Many of the manufacturers working with BAIHP are striving to meet the quantitative goals set by the EPA Energy Star Program for Manufactured Homes. The program provides compliance paths for homes with three levels of duct leakage to the outside Qn_out = 3%, 5%, or 7% (MHRA, 2001.)

Among the earliest BAIHP data, four houses built by the same manufacture in 1997 exemplify the achievability of duct tightness in the manufactured housing setting. Two were standard homes used as control homes for comparison to an “energy improved” model and a “health improved” model (Chandra, et. al., 1998.) Standard manufacturing methods were changed to mastic and the 3% Qn_out leakage target was easily met (Table 4).

Repair Improvements to Taped and Mastic
Of the 190 floors in this data set, 9 test results show improvements from repairs made to initially leaky systems (Table 5). This is a very persuasive example for factory personnel when conducted on a freshly produced duct system on the factory floor. This also shows the iterative problem solving process that BAIHP researchers use with factory staff to foster improvement in performance and production procedures.
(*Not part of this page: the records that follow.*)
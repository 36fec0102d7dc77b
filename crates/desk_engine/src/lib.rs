//! # Desk Engine
//!
//! Spatial indexing and transform hierarchy for a small desk scene.
//!
//! ## Features
//!
//! - **Octree**: depth-bounded spatial index for region queries
//! - **Scene Graph**: named transform hierarchy with cached world matrices
//! - **Scene Manager**: per-frame culling and draw submission
//! - **Profiling**: frame, counter and section timing reports
//! - **Configuration**: TOML/RON files with serde defaults
//!
//! ## Quick Start
//!
//! ```rust,no_run
//! use desk_engine::prelude::*;
//!
//! fn main() -> Result<(), Box<dyn std::error::Error>> {
//!     let mut scene = SceneManager::new(ApplicationConfig::default())?;
//!     scene.build_hierarchy()?;
//!
//!     let mut target = RecordingTarget::new();
//!     scene.render_frame(&mut target);
//!     scene.profiler().log_report();
//!     Ok(())
//! }
//! ```

#![warn(missing_docs)]
#![warn(clippy::all, clippy::pedantic, clippy::nursery)]
#![allow(clippy::module_name_repetitions, clippy::similar_names, clippy::too_many_arguments)]

// Core engine modules
pub mod core;
pub mod config;
pub mod foundation;

pub mod profiling;
pub mod scene;
pub mod spatial;

/// Common imports for engine users
pub mod prelude {
    pub use crate::{
        foundation::{
            math::{EulerTransform, Mat4, Vec3},
            time::Stopwatch,
        },
        core::config::{ApplicationConfig, Config, ConfigError, CullingConfig, EngineConfig, SpatialConfig},
        profiling::{PerformanceProfiler, ProfileReport, ProfilerError},
        scene::{
            DrawCall, DrawTarget, HierarchyError, MeshKind, NodeId, RecordingTarget, SceneGraph,
            SceneManager, SceneNode,
        },
        spatial::{ObjectId, Octree, SceneObject, AABB},
    };
}
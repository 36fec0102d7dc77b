//! Time measurement utilities

use std::time::{Duration, Instant};

/// Convert a duration to fractional milliseconds
pub fn as_millis_f64(duration: Duration) -> f64 {
    duration.as_secs_f64() * 1000.0
}

/// Accumulating stopwatch for frame and section timing
///
/// Each `start`/`stop` pair adds to the accumulated total; `laps` counts how
/// many pairs were completed since the last reset.
#[derive(Debug, Clone)]
pub struct Stopwatch {
    start_time: Option<Instant>,
    elapsed: Duration,
    laps: u32,
    last_lap: Duration,
}

impl Default for Stopwatch {
    fn default() -> Self {
        Self::new()
    }
}

impl Stopwatch {
    /// Create a new stopped stopwatch
    pub fn new() -> Self {
        Self {
            start_time: None,
            elapsed: Duration::ZERO,
            laps: 0,
            last_lap: Duration::ZERO,
        }
    }

    /// Create a new stopwatch and start it immediately
    pub fn start_new() -> Self {
        let mut stopwatch = Self::new();
        stopwatch.start();
        stopwatch
    }

    /// Start (or restart) the current lap
    pub fn start(&mut self) {
        self.start_time = Some(Instant::now());
    }

    /// Stop the current lap and accumulate it
    ///
    /// Returns the lap duration, or `None` if the stopwatch was not running.
    pub fn stop(&mut self) -> Option<Duration> {
        let start = self.start_time.take()?;
        let lap = start.elapsed();
        self.elapsed += lap;
        self.last_lap = lap;
        self.laps += 1;
        Some(lap)
    }

    /// Reset the stopwatch to zero
    pub fn reset(&mut self) {
        *self = Self::new();
    }

    /// Total accumulated time, including a running lap
    pub fn elapsed(&self) -> Duration {
        let running = self.start_time.map_or(Duration::ZERO, |start| start.elapsed());
        self.elapsed + running
    }

    /// Total accumulated time in milliseconds
    pub fn elapsed_millis(&self) -> f64 {
        as_millis_f64(self.elapsed())
    }

    /// Duration of the most recently completed lap
    pub fn last_lap(&self) -> Duration {
        self.last_lap
    }

    /// Number of completed laps
    pub fn laps(&self) -> u32 {
        self.laps
    }

    /// Check if a lap is currently running
    pub fn is_running(&self) -> bool {
        self.start_time.is_some()
    }
}

#[cfg(test)]
mod tests {
    use super::*;

    #[test]
    fn test_stop_without_start_is_noop() {
        let mut sw = Stopwatch::new();
        assert!(sw.stop().is_none());
        assert_eq!(sw.laps(), 0);
        assert_eq!(sw.elapsed(), Duration::ZERO);
    }

    #[test]
    fn test_laps_accumulate() {
        let mut sw = Stopwatch::start_new();
        assert!(sw.is_running());
        let first = sw.stop().unwrap();
        sw.start();
        let second = sw.stop().unwrap();

        assert_eq!(sw.laps(), 2);
        assert_eq!(sw.last_lap(), second);
        assert_eq!(sw.elapsed(), first + second);

        sw.reset();
        assert_eq!(sw.laps(), 0);
        assert!(!sw.is_running());
    }
}
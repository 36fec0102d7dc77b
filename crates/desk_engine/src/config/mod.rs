//! Configuration system

pub use serde::{Serialize, Deserialize};

use std::path::Path;

/// Configuration trait
///
/// The file format is picked from the extension: `.toml` or `.ron`.
pub trait Config: Serialize + for<'de> Deserialize<'de> + Default {
    /// Load configuration from file
    fn load_from_file(path: impl AsRef<Path>) -> Result<Self, ConfigError> {
        let path = path.as_ref();
        let contents = std::fs::read_to_string(path)?;

        match ConfigFormat::from_path(path)? {
            ConfigFormat::Toml => toml::from_str(&contents).map_err(|e| ConfigError::Parse(e.to_string())),
            ConfigFormat::Ron => ron::from_str(&contents).map_err(|e| ConfigError::Parse(e.to_string())),
        }
    }

    /// Save configuration to file
    fn save_to_file(&self, path: impl AsRef<Path>) -> Result<(), ConfigError> {
        let path = path.as_ref();
        let contents = match ConfigFormat::from_path(path)? {
            ConfigFormat::Toml => {
                toml::to_string_pretty(self).map_err(|e| ConfigError::Serialize(e.to_string()))?
            }
            ConfigFormat::Ron => ron::ser::to_string_pretty(self, ron::ser::PrettyConfig::default())
                .map_err(|e| ConfigError::Serialize(e.to_string()))?,
        };

        std::fs::write(path, contents).map_err(ConfigError::Io)
    }
}

/// Supported configuration file formats
#[derive(Debug, Clone, Copy, PartialEq, Eq)]
pub enum ConfigFormat {
    /// TOML (`.toml`)
    Toml,
    /// Rusty Object Notation (`.ron`)
    Ron,
}

impl ConfigFormat {
    /// Pick the format from a file extension
    pub fn from_path(path: &Path) -> Result<Self, ConfigError> {
        match path.extension().and_then(|ext| ext.to_str()) {
            Some("toml") => Ok(Self::Toml),
            Some("ron") => Ok(Self::Ron),
            _ => Err(ConfigError::UnsupportedFormat(path.display().to_string())),
        }
    }
}

/// Configuration errors
#[derive(thiserror::Error, Debug)]
pub enum ConfigError {
    /// IO error
    #[error("IO error: {0}")]
    Io(#[from] std::io::Error),

    /// Parse error
    #[error("Parse error: {0}")]
    Parse(String),

    /// Serialization error
    #[error("Serialization error: {0}")]
    Serialize(String),

    /// Unsupported format
    #[error("Unsupported format: {0}")]
    UnsupportedFormat(String),

    /// A value parsed but makes no sense for the scene
    #[error("Invalid configuration: {0}")]
    Invalid(String),
}

#[cfg(test)]
mod tests {
    use super::*;
    use std::path::PathBuf;

    #[test]
    fn test_format_from_extension() {
        assert_eq!(ConfigFormat::from_path(&PathBuf::from("scene.toml")).unwrap(), ConfigFormat::Toml);
        assert_eq!(ConfigFormat::from_path(&PathBuf::from("dir/scene.ron")).unwrap(), ConfigFormat::Ron);
        assert!(matches!(
            ConfigFormat::from_path(&PathBuf::from("scene.json")),
            Err(ConfigError::UnsupportedFormat(_))
        ));
        assert!(ConfigFormat::from_path(&PathBuf::from("scene")).is_err());
    }
}
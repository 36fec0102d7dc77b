//! Frame and section timing
//!
//! The profiler is owned by whoever drives the frame loop. There is no
//! global instance.

mod profiler;

pub use profiler::{PerformanceProfiler, ProfileReport, ProfilerError, SectionReport};
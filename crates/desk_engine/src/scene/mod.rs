//! Scene management system
//!
//! Ties the spatial index to the transform hierarchy for the desk scene.
//!
//! ## Architecture
//!
//! ```text
//! Desk layout (objects, groups)
//!      ↓
//! Scene Manager ── Octree (culling)
//!      │        └─ Scene Graph (world transforms)
//!      ↓
//! Draw Target
//! ```

mod desk_layout;
mod scene_graph;
mod scene_manager;
mod scene_node;
mod scene_renderer;

pub use desk_layout::{desk_objects, hierarchy_nodes, DeskObject, HierarchyNodeSpec, MeshKind};
pub use scene_graph::{HierarchyError, SceneGraph};
pub use scene_manager::SceneManager;
pub use scene_node::{NodeId, SceneNode};
pub use scene_renderer::{DrawCall, DrawTarget, RecordingTarget};
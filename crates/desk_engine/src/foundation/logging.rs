//! Logging utilities and structured logging support

pub use log::{debug, info, warn, error, trace};

/// Initialize the logging system from `RUST_LOG`
pub fn init() {
    env_logger::init();
}

/// Initialize logging with a default filter (e.g. `"info"` or
/// `"desk_engine=debug"`), still overridable through `RUST_LOG`.
///
/// Returns `false` if a logger was already installed.
pub fn init_with_filter(default_filter: &str) -> bool {
    env_logger::Builder::from_env(env_logger::Env::default().default_filter_or(default_filter))
        .try_init()
        .is_ok()
}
For a description of improvements implemented at a single manufactured housing plant, see Appendix A.

Tightness of all 9 systems was improved by BAIHP repair (Table 5). Maximum improvement was a reduction of Qn_total from 11.7% to 5.5%. The least improved system was tightened from Qn_total of 8.1% to 7.1%. Qn_total was reduced an average of 3.5, representing a 43% improvement in duct tightness.

The duct systems in Houses 14, 47, 51A, and 52A were assembled with mastic. However, the production was marred by other problems such as inaccurate cutting, inaccessible joints, and misalignment of components. These problems occurred in other mastic sealed systems which also failed to make the target Qn_total (see Duct Tightness Data).

Unit 14 illustrates BAIHP’s iterative approach to working with factories. Unit 14 was a section of a double wide manufactured house containing an air handler for a split heating and cooling system. Initially, it showed duct leakage of 10.6% (Qn_total) on the air handler side. Researchers removed the air handler fan and connected the duct testing equipment directly to the duct system to quantify how much of the leak was associated with the unit itself. This dropped the CFM25_total to 33cfm bringing the Qn_total to 6.4%, still too high to meet the tightness target of less than 6%.

Upon investigation, researchers and factory staff found holes in the main trunk line that were cut much larger than the connecting floor boots, too large to seal with standard mastic practice in use on the production line. The holes had been left open with no attempt to seal them. Researchers used fiberglass mesh and mastic to build up patches over the holes. CFM25_total dropped another 29cfm bringing the Qn_total to 2.6%, well within the target zone.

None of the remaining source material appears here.